NEW YORK STATE -- Good-government groups are split over how much information organizations influencing public opinion should go when it comes to revealing who funds their costly campaigns. There's new scrutiny over disclosure rules currently under consideration by the Joint Commission on Public Ethics, after a group closely aligned with Governor Andrew Cuomo accepted $2.4 million in donations from gambling groups.
“We're seeing a morphing, a blurring of the line between campaign activities and lobbying activities that are directed to the public,” said Common Cause Executive Director Susan Lerner.
The Committee to Save New York is just one of many groups pushing their agendas with slick advertising campaigns. The committee spends the most, more than $12 million last year. Depending on what the ethics board decides, we may never find out who funded the group's activities over the last 18 months.
“I think the statute can be read to cover the first six months of the year which are the first reports which would be due after June 1 or what we think makes the most sense is in fairness have the rules in place and have the reporting kick in,” NYPIRG Legislative Director Russ Haven.
Citizens Union argues that not all donors should be disclosed.
“We support contributions being made to lobbying organizations being disclosed, but we think there should be an option for donors who are giving monies to lobbying organizations to indicate that they want the funds to not be used for lobbying so they can remain anonymous,” said Alex Camarda, Citizens Union Director of Public Policy and Advocacy.
Good government reform groups are registered lobbyists just like the Committee to Save New York, a coalition of businesses backing Cuomo's fiscal agenda. And most of the good government advocates, just like the committee, do not disclose who funds their activities.
“Folks who contribute to NYPIRG do so with expectation of privacy. But whatever the commission comes out with, we'll disclose,” Russ said.
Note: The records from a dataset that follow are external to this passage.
use crate::domain::{Invocation, ProcessRunner};
use anyhow::{Context, Result, bail};
use std::path::{Path, PathBuf};
use std::process::{Command, ExitStatus, Stdio};
use tracing::{debug, error};

/// Runs invocations with `std::process::Command` inside the project directory
#[derive(Debug, Clone)]
pub struct SystemRunner {
    working_dir: PathBuf,
}

impl SystemRunner {
    pub fn new(working_dir: impl Into<PathBuf>) -> Self {
        Self {
            working_dir: working_dir.into(),
        }
    }

    fn command(&self, invocation: &Invocation) -> Command {
        let mut cmd = Command::new(&invocation.program);
        cmd.args(&invocation.args).current_dir(&self.working_dir);
        cmd
    }

    fn streamed_status(&self, invocation: &Invocation) -> Result<ExitStatus> {
        self.command(invocation)
            .status()
            .with_context(|| format!("executando {invocation}"))
    }

    fn captured_output(&self, invocation: &Invocation) -> Result<String> {
        let output = self
            .command(invocation)
            .stdin(Stdio::null())
            .stderr(Stdio::null())
            .output()
            .with_context(|| format!("executando {invocation}"))?;

        ensure_success(output.status, invocation)?;
        Ok(String::from_utf8_lossy(&output.stdout).into_owned())
    }
}

impl ProcessRunner for SystemRunner {
    fn run_streamed(&self, invocation: &Invocation) -> bool {
        println!("\n🚀 Executando: {invocation}\n");

        match self
            .streamed_status(invocation)
            .and_then(|status| ensure_success(status, invocation))
        {
            Ok(()) => true,
            Err(e) => {
                error!("❌ Erro ao executar comando: {:#}", e);
                false
            }
        }
    }

    fn run_captured(&self, invocation: &Invocation) -> Option<String> {
        match self.captured_output(invocation) {
            Ok(stdout) => Some(stdout),
            Err(e) => {
                debug!("sonda falhou: {:#}", e);
                None
            }
        }
    }

    fn working_dir(&self) -> &Path {
        &self.working_dir
    }
}

fn ensure_success(status: ExitStatus, invocation: &Invocation) -> Result<()> {
    if status.success() {
        return Ok(());
    }

    bail!("{} retornou status {:?}", invocation.program, status.code())
}

#[cfg(test)]
mod tests {
    use super::*;
    use tempfile::TempDir;

    #[test]
    fn captured_returns_stdout() {
        let temp = TempDir::new().unwrap();
        let runner = SystemRunner::new(temp.path());

        let out = runner.run_captured(&Invocation::new("sh", ["-c", "echo hello"]));

        assert_eq!(out.as_deref().map(str::trim), Some("hello"));
    }

    #[test]
    fn captured_failure_is_none() {
        let temp = TempDir::new().unwrap();
        let runner = SystemRunner::new(temp.path());

        let missing = Invocation::new("definitely-not-a-binary-xyz", Vec::<String>::new());

        assert_eq!(runner.run_captured(&Invocation::new("sh", ["-c", "exit 3"])), None);
        assert_eq!(runner.run_captured(&missing), None);
    }

    #[test]
    fn streamed_reports_exit_status() {
        let temp = TempDir::new().unwrap();
        let runner = SystemRunner::new(temp.path());
        let missing = Invocation::new("definitely-not-a-binary-xyz", Vec::<String>::new());

        assert!(runner.run_streamed(&Invocation::new("sh", ["-c", "true"])));
        assert!(!runner.run_streamed(&Invocation::new("sh", ["-c", "false"])));
        assert!(!runner.run_streamed(&missing));
    }

    #[test]
    fn runs_in_working_dir() {
        let temp = TempDir::new().unwrap();
        let runner = SystemRunner::new(temp.path());

        assert!(runner.run_streamed(&Invocation::new("sh", ["-c", "touch marker"])));
        assert!(temp.path().join("marker").exists());
    }
}
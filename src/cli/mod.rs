pub mod batch;
pub mod context;
pub mod controller;
pub mod help;
pub mod menu;
pub mod terminal;

pub use context::{AppContext, Mode};
pub use controller::InteractionController;
pub use terminal::{ConsoleTerminal, Terminal};

use crate::infra::{ConfigStore, SystemRunner, plugins};
use crate::services::Workspace;
use std::path::PathBuf;
use std::sync::Arc;
use tracing::{debug, warn};

/// What `main` parsed from the command line
#[derive(Debug, Clone, Default)]
pub struct LaunchOptions {
    pub command: Option<String>,
    pub subcommand: Option<String>,
    pub parameter: Option<String>,
    pub project_dir: PathBuf,
    pub config_path: PathBuf,
}

/// Loads the project, runs startup detection and plugin checks, then hands
/// over to the menu loop or the batch router. Returns the exit status.
pub fn run(options: LaunchOptions) -> i32 {
    let mode = Mode::detect(options.command.as_deref());
    debug!("modo {}", mode);
    println!("⚡ Iniciando Docker CLI...");

    let store = ConfigStore::new(&options.config_path);
    let mut workspace = Workspace::load(&options.project_dir, store);

    // `scan` merges on its own and persists
    if mode.is_interactive() {
        workspace.detect_services();
    }

    plugins::check_plugins(&workspace.config.plugins, workspace.project_dir());

    let runner = Arc::new(SystemRunner::new(&options.project_dir));
    let mut ctx = AppContext::new(mode, workspace, runner);
    let mut terminal = ConsoleTerminal::new();

    match options.command.as_deref() {
        None => {
            terminal.clear();
            terminal.write_line(&format!(
                "🐳 Bem-vindo ao {} Docker CLI! 🐳\n",
                ctx.project_name()
            ));
            InteractionController::new(ctx, terminal).run()
        }
        Some(command) => {
            if let Some(parameter) = &options.parameter {
                warn!("⚠️  Parâmetro extra ignorado: {}", parameter);
            }
            batch::run_batch(
                &mut ctx,
                &mut terminal,
                command,
                options.subcommand.as_deref(),
            )
        }
    }
}
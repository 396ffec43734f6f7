use crate::domain::ProjectConfig;
use crate::infra::ConfigStore;
use crate::infra::compose_scanner::{self, ScanReport};
use std::path::{Path, PathBuf};

/// Loaded project state shared by the registry, the handlers and the
/// controller. Only `scan` mutates the config after startup.
#[derive(Debug, Clone)]
pub struct Workspace {
    pub config: ProjectConfig,
    project_dir: PathBuf,
    store: ConfigStore,
}

impl Workspace {
    pub fn new(config: ProjectConfig, project_dir: impl Into<PathBuf>, store: ConfigStore) -> Self {
        Self {
            config,
            project_dir: project_dir.into(),
            store,
        }
    }

    /// Loads the settings file through `store`
    pub fn load(project_dir: impl Into<PathBuf>, store: ConfigStore) -> Self {
        let config = store.load();
        Self::new(config, project_dir, store)
    }

    pub fn project_dir(&self) -> &Path {
        &self.project_dir
    }

    pub fn store(&self) -> &ConfigStore {
        &self.store
    }

    /// Merges compose services into memory without persisting them
    pub fn detect_services(&mut self) -> ScanReport {
        compose_scanner::scan_into(&mut self.config, &self.project_dir)
    }

    /// Merges compose services and persists the result
    pub fn scan_and_save(&mut self) -> ScanReport {
        let report = self.detect_services();
        self.store.save(&self.config);
        report
    }
}
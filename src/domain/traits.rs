use super::Invocation;
use std::fmt::Debug;
use std::path::Path;

/// Runs engine CLI invocations as child processes
pub trait ProcessRunner: Send + Sync + Debug {
    /// Run with the caller's terminal attached; true when the child exited 0.
    /// Failures are reported to the operator, never escalated.
    fn run_streamed(&self, invocation: &Invocation) -> bool;

    /// Run silently and return stdout, or `None` if the child could not start
    /// or exited non-zero. Only used for probes.
    fn run_captured(&self, invocation: &Invocation) -> Option<String>;

    /// Directory child processes run in
    fn working_dir(&self) -> &Path;
}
But Common Cause does reveal its donors in an annual report posted on its website. Executive Director Susan Lerner says the best policy is proactive disclosure.
“You end the story by just coming forward and revealing what everybody's chasing after and not hiding,” Lerner said.
The only commissioner at the hearing to ask any questions was the controversial choice of Senate Minority Leader John Sampson, Brooklyn lawyer Ravi Batra. In a bizarre end to the meeting, Batra was taken away in an ambulance after feeling faint. A JCOPE spokesman later said Batra appeared to be fine.